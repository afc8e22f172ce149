//! Round engines: Pulse Grid Path, Shape Echo Fusion, Tempo Shift Runner.

#![allow(unused_imports)]

pub mod pulse_grid;
pub mod session;
pub mod shape_echo;
pub mod tempo_runner;
pub mod timeline;

pub use pulse_grid::{PulseGridGame, PulseGridInput, PulseGridPhase};
pub use session::{RoundSession, SessionReport};
pub use shape_echo::{Shape, ShapeEchoGame, ShapeEchoInput, ShapeEchoPhase};
pub use tempo_runner::{Obstacle, RunnerPhase, TempoRunnerGame, TempoRunnerInput};
pub use timeline::{RevealCue, StagedReveal};

use crate::progression::{GameType, Level};
use rand::Rng;

/// Result of a finished round.
#[derive(Debug, Clone, Copy, PartialEq, Eq)]
pub enum RoundResult {
    Win,
    Loss,
}

impl RoundResult {
    pub fn won(&self) -> bool {
        matches!(self, Self::Win)
    }
}

/// Player intents a UI can send to any round. Each engine handles the ones
/// that make sense for it and ignores the rest.
#[derive(Debug, Clone, Copy, PartialEq, Eq)]
pub enum RoundInput {
    TapTile(usize),
    TapShape(Shape),
    SelectLane(u8),
    /// Start echo playback or the runner.
    Start,
    Reset,
}

/// The round being played. Only one can be active at a time.
#[derive(Debug, Clone)]
pub enum ActiveRound {
    PulseGrid(PulseGridGame),
    ShapeEcho(ShapeEchoGame),
    TempoRunner(TempoRunnerGame),
}

impl ActiveRound {
    /// Set up a round for `level`; the engine is chosen by its game type.
    pub fn setup<R: Rng>(level: &Level, rng: &mut R) -> Self {
        match level.game_type {
            GameType::PulseGridPath => Self::PulseGrid(PulseGridGame::new(level, rng)),
            GameType::ShapeEchoFusion => Self::ShapeEcho(ShapeEchoGame::new(level, rng)),
            GameType::TempoShiftRunner => Self::TempoRunner(TempoRunnerGame::new(level)),
        }
    }

    pub fn game_type(&self) -> GameType {
        match self {
            Self::PulseGrid(_) => GameType::PulseGridPath,
            Self::ShapeEcho(_) => GameType::ShapeEchoFusion,
            Self::TempoRunner(_) => GameType::TempoShiftRunner,
        }
    }

    pub fn level_id(&self) -> &str {
        match self {
            Self::PulseGrid(game) => &game.level_id,
            Self::ShapeEcho(game) => &game.level_id,
            Self::TempoRunner(game) => &game.level_id,
        }
    }

    /// Route an input to the engine. Returns false if it was ignored.
    pub fn handle_input<R: Rng>(&mut self, input: RoundInput, rng: &mut R) -> bool {
        match (self, input) {
            (Self::PulseGrid(game), RoundInput::TapTile(cell)) => pulse_grid::tap_cell(game, cell),
            (Self::PulseGrid(game), RoundInput::Reset) => pulse_grid::reset(game, rng),

            (Self::ShapeEcho(game), RoundInput::TapShape(shape)) => {
                shape_echo::tap_shape(game, shape)
            }
            (Self::ShapeEcho(game), RoundInput::Start) => shape_echo::start_playback(game),
            (Self::ShapeEcho(game), RoundInput::Reset) => shape_echo::reset(game),

            (Self::TempoRunner(game), RoundInput::SelectLane(lane)) => {
                tempo_runner::select_lane(game, lane)
            }
            (Self::TempoRunner(game), RoundInput::Start) => tempo_runner::start(game),
            (Self::TempoRunner(game), RoundInput::Reset) => tempo_runner::reset(game),

            _ => false,
        }
    }

    /// Advance timers by `dt_ms`. Returns true if anything changed.
    pub fn tick<R: Rng>(&mut self, dt_ms: u64, rng: &mut R) -> bool {
        match self {
            Self::PulseGrid(game) => pulse_grid::tick(game, dt_ms),
            Self::ShapeEcho(game) => shape_echo::tick(game, dt_ms),
            Self::TempoRunner(game) => tempo_runner::tick(game, dt_ms, rng),
        }
    }

    pub fn outcome(&self) -> Option<RoundResult> {
        match self {
            Self::PulseGrid(game) => game.outcome(),
            Self::ShapeEcho(game) => game.outcome(),
            Self::TempoRunner(game) => game.outcome(),
        }
    }

    pub fn reset<R: Rng>(&mut self, rng: &mut R) -> bool {
        self.handle_input(RoundInput::Reset, rng)
    }

    /// Stop every timer. The round accepts nothing further.
    pub fn abandon(&mut self) {
        match self {
            Self::PulseGrid(game) => pulse_grid::abandon(game),
            Self::ShapeEcho(game) => shape_echo::abandon(game),
            Self::TempoRunner(game) => tempo_runner::abandon(game),
        }
    }

    /// True while a reveal or runner timer still needs `tick` calls.
    pub fn is_ticking(&self) -> bool {
        match self {
            Self::PulseGrid(game) => game.is_ticking(),
            Self::ShapeEcho(game) => game.is_ticking(),
            Self::TempoRunner(game) => game.is_ticking(),
        }
    }
}

#[cfg(test)]
mod tests {
    use super::*;
    use crate::progression::Difficulty;
    use rand::SeedableRng;
    use rand_chacha::ChaCha8Rng;

    fn setup(game_type: GameType) -> (ActiveRound, ChaCha8Rng) {
        let mut rng = ChaCha8Rng::seed_from_u64(42);
        let level = Level::new(game_type, Difficulty::Easy, 1);
        (ActiveRound::setup(&level, &mut rng), rng)
    }

    #[test]
    fn test_setup_selects_engine_by_game_type() {
        for game_type in GameType::ALL {
            let (round, _) = setup(game_type);
            assert_eq!(round.game_type(), game_type);
            assert_eq!(round.level_id(), format!("{}_Easy_1", game_type.key()));
            assert!(round.outcome().is_none());
        }
    }

    #[test]
    fn test_mismatched_inputs_ignored() {
        let (mut round, mut rng) = setup(GameType::PulseGridPath);
        assert!(!round.handle_input(RoundInput::TapShape(Shape::Circle), &mut rng));
        assert!(!round.handle_input(RoundInput::SelectLane(0), &mut rng));
        assert!(!round.handle_input(RoundInput::Start, &mut rng));

        let (mut round, mut rng) = setup(GameType::TempoShiftRunner);
        assert!(!round.handle_input(RoundInput::TapTile(0), &mut rng));
        assert!(!round.handle_input(RoundInput::TapShape(Shape::Star), &mut rng));
    }

    #[test]
    fn test_pulse_grid_round_win_through_dispatch() {
        let (mut round, mut rng) = setup(GameType::PulseGridPath);
        while round.is_ticking() {
            round.tick(100, &mut rng);
        }
        let path = match &round {
            ActiveRound::PulseGrid(game) => game.path.clone(),
            _ => unreachable!(),
        };
        for cell in path {
            assert!(round.handle_input(RoundInput::TapTile(cell), &mut rng));
        }
        assert_eq!(round.outcome(), Some(RoundResult::Win));
    }

    #[test]
    fn test_shape_echo_round_through_dispatch() {
        let (mut round, mut rng) = setup(GameType::ShapeEchoFusion);
        assert!(!round.is_ticking());
        assert!(round.handle_input(RoundInput::Start, &mut rng));
        while round.is_ticking() {
            round.tick(100, &mut rng);
        }
        let sequence = match &round {
            ActiveRound::ShapeEcho(game) => game.sequence.clone(),
            _ => unreachable!(),
        };
        for shape in sequence {
            round.handle_input(RoundInput::TapShape(shape), &mut rng);
        }
        assert_eq!(round.outcome(), Some(RoundResult::Win));
    }

    #[test]
    fn test_runner_start_and_abandon() {
        let (mut round, mut rng) = setup(GameType::TempoShiftRunner);
        assert!(round.handle_input(RoundInput::Start, &mut rng));
        assert!(round.is_ticking());

        round.abandon();
        assert!(!round.is_ticking());
        assert!(!round.tick(100, &mut rng));
        assert!(round.outcome().is_none());
    }

    #[test]
    fn test_reset_goes_through_each_engine() {
        for game_type in GameType::ALL {
            let (mut round, mut rng) = setup(game_type);
            round.handle_input(RoundInput::Start, &mut rng);
            assert!(round.reset(&mut rng));
        }
    }

    #[test]
    fn test_round_result_won() {
        assert!(RoundResult::Win.won());
        assert!(!RoundResult::Loss.won());
    }
}
//! Level catalog, rewards and the progression engine that owns them.

#![allow(unused_imports)]

pub mod catalog;
pub mod engine;
pub mod persistence;
pub mod rewards;
pub mod types;

pub use catalog::LevelCatalog;
pub use engine::{CompletionReport, ProgressionEngine};
pub use persistence::{DecodedSnapshot, ProgressSnapshot};
pub use rewards::{RewardLedger, RewardType};
pub use types::{level_id, Difficulty, GameType, Level};
//! Shape Echo Fusion game logic.

use super::types::{Shape, ShapeEchoGame, ShapeEchoPhase};
use rand::Rng;

/// Input actions for Shape Echo (UI-agnostic).
#[derive(Debug, Clone, Copy, PartialEq, Eq)]
pub enum ShapeEchoInput {
    StartPlayback,
    Tap(Shape),
    /// Back to idle with the same sequence.
    Reset,
}

/// Sample `length` shapes from `alphabet`, repeats allowed.
pub fn generate_sequence<R: Rng>(alphabet: &[Shape], length: usize, rng: &mut R) -> Vec<Shape> {
    if alphabet.is_empty() {
        return Vec::new();
    }
    (0..length)
        .map(|_| alphabet[rng.gen_range(0..alphabet.len())])
        .collect()
}

/// Process one input. Returns true if it was handled.
pub fn process_input(game: &mut ShapeEchoGame, input: ShapeEchoInput) -> bool {
    match input {
        ShapeEchoInput::StartPlayback => start_playback(game),
        ShapeEchoInput::Tap(shape) => tap_shape(game, shape),
        ShapeEchoInput::Reset => reset(game),
    }
}

/// Begin playback. Only valid from idle.
pub fn start_playback(game: &mut ShapeEchoGame) -> bool {
    if game.phase != ShapeEchoPhase::Idle {
        return false;
    }
    game.input.clear();
    game.playback = game.playback_timeline();
    game.phase = ShapeEchoPhase::Playback;
    true
}

/// Advance playback by `dt_ms`; recall opens once the timeline finishes.
pub fn tick(game: &mut ShapeEchoGame, dt_ms: u64) -> bool {
    if game.phase != ShapeEchoPhase::Playback {
        return false;
    }

    let changed = game.playback.advance(dt_ms);
    if game.playback.is_terminal() {
        game.phase = ShapeEchoPhase::Recall;
        return true;
    }
    changed
}

/// Echo one shape. The first mismatch loses the round outright.
pub fn tap_shape(game: &mut ShapeEchoGame, shape: Shape) -> bool {
    if game.phase != ShapeEchoPhase::Recall || !game.alphabet().contains(&shape) {
        return false;
    }

    game.input.push(shape);
    let position = game.input.len() - 1;

    if game.sequence[position] != shape {
        game.attempts_left = game.attempts_left.saturating_sub(1);
        game.phase = ShapeEchoPhase::Lost;
        return true;
    }

    if game.input.len() == game.sequence.len() {
        game.phase = ShapeEchoPhase::Won;
    }
    true
}

/// Cancel any playback and return to idle. The sequence and the remaining
/// attempts carry over.
pub fn reset(game: &mut ShapeEchoGame) -> bool {
    if game.phase == ShapeEchoPhase::Abandoned {
        return false;
    }
    game.playback.cancel();
    game.input.clear();
    game.phase = ShapeEchoPhase::Idle;
    true
}

/// Re-run setup for the same level with a freshly drawn sequence.
pub fn reroll<R: Rng>(game: &mut ShapeEchoGame, rng: &mut R) {
    game.playback.cancel();
    *game = ShapeEchoGame::setup(
        game.level_id.clone(),
        game.difficulty,
        game.level_number,
        rng,
    );
}

pub fn abandon(game: &mut ShapeEchoGame) {
    game.playback.cancel();
    if game.outcome().is_none() {
        game.phase = ShapeEchoPhase::Abandoned;
    }
}
//! Pulse Grid Path data structures.
//!
//! A memory minigame: a path of grid cells lights up one cell at a time, then
//! the player taps the cells back in the same order.

use super::logic::generate_path;
use crate::challenges::timeline::StagedReveal;
use crate::challenges::RoundResult;
use crate::core::constants::{
    PATH_CELL_GAP_MS, PATH_CELL_VISIBLE_MS, PATH_HINT_SETTLE_MS, ROUND_ATTEMPTS,
};
use crate::progression::{Difficulty, Level};
use rand::Rng;

/// Grid side length for a difficulty.
pub fn grid_side(difficulty: Difficulty) -> usize {
    match difficulty {
        Difficulty::Easy => 3,
        Difficulty::Medium => 4,
        Difficulty::Hard => 5,
    }
}

/// Number of cells in the path; never more than the grid holds.
pub fn path_length(difficulty: Difficulty, level_number: u32) -> usize {
    let side = grid_side(difficulty);
    (side + level_number as usize + 2).min(side * side)
}

#[derive(Debug, Clone, Copy, PartialEq, Eq)]
pub enum PulseGridPhase {
    /// The path is being shown; taps are ignored.
    HintReveal,
    /// Waiting for the player to tap the path back.
    Input,
    Won,
    Lost,
    /// The player left the round before it finished.
    Abandoned,
}

/// Full state of one Pulse Grid round.
#[derive(Debug, Clone)]
pub struct PulseGridGame {
    pub level_id: String,
    pub difficulty: Difficulty,
    pub level_number: u32,
    pub grid_side: usize,
    /// Cell indices (row-major) in the order they must be tapped.
    pub path: Vec<usize>,
    /// Cells tapped so far in the current attempt.
    pub selected: Vec<usize>,
    pub attempts_left: u32,
    pub phase: PulseGridPhase,
    pub hint: StagedReveal,
    /// Cell of the most recent wrong tap, cleared by the next correct one.
    pub last_miss: Option<usize>,
}

impl PulseGridGame {
    pub fn new<R: Rng>(level: &Level, rng: &mut R) -> Self {
        Self::setup(level.id.clone(), level.difficulty, level.level_number, rng)
    }

    /// Fresh round: new random path, full attempt budget, hint playing.
    pub fn setup<R: Rng>(
        level_id: String,
        difficulty: Difficulty,
        level_number: u32,
        rng: &mut R,
    ) -> Self {
        let grid_side = grid_side(difficulty);
        let path = generate_path(grid_side, path_length(difficulty, level_number), rng);
        let hint = StagedReveal::sequence(
            path.len(),
            PATH_CELL_VISIBLE_MS,
            PATH_CELL_GAP_MS,
            PATH_HINT_SETTLE_MS,
        );

        Self {
            level_id,
            difficulty,
            level_number,
            grid_side,
            path,
            selected: Vec::new(),
            attempts_left: ROUND_ATTEMPTS,
            phase: PulseGridPhase::HintReveal,
            hint,
            last_miss: None,
        }
    }

    pub fn cell_count(&self) -> usize {
        self.grid_side * self.grid_side
    }

    /// Cell lit by the hint right now, if any.
    pub fn hinted_cell(&self) -> Option<usize> {
        if self.phase != PulseGridPhase::HintReveal {
            return None;
        }
        self.hint.highlighted().map(|i| self.path[i])
    }

    pub fn is_selected(&self, cell: usize) -> bool {
        self.selected.contains(&cell)
    }

    pub fn accepts_taps(&self) -> bool {
        self.phase == PulseGridPhase::Input
    }

    pub fn outcome(&self) -> Option<RoundResult> {
        match self.phase {
            PulseGridPhase::Won => Some(RoundResult::Win),
            PulseGridPhase::Lost => Some(RoundResult::Loss),
            _ => None,
        }
    }

    /// True while the hint timeline is still scheduled to advance.
    pub fn is_ticking(&self) -> bool {
        self.phase == PulseGridPhase::HintReveal && !self.hint.is_terminal()
    }
}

----------------

Work to be completed
Across the records above, show each line containing the word "super".

Answer
    use super::*;
use super::types::{Shape, ShapeEchoGame, ShapeEchoPhase};
use super::logic::generate_path;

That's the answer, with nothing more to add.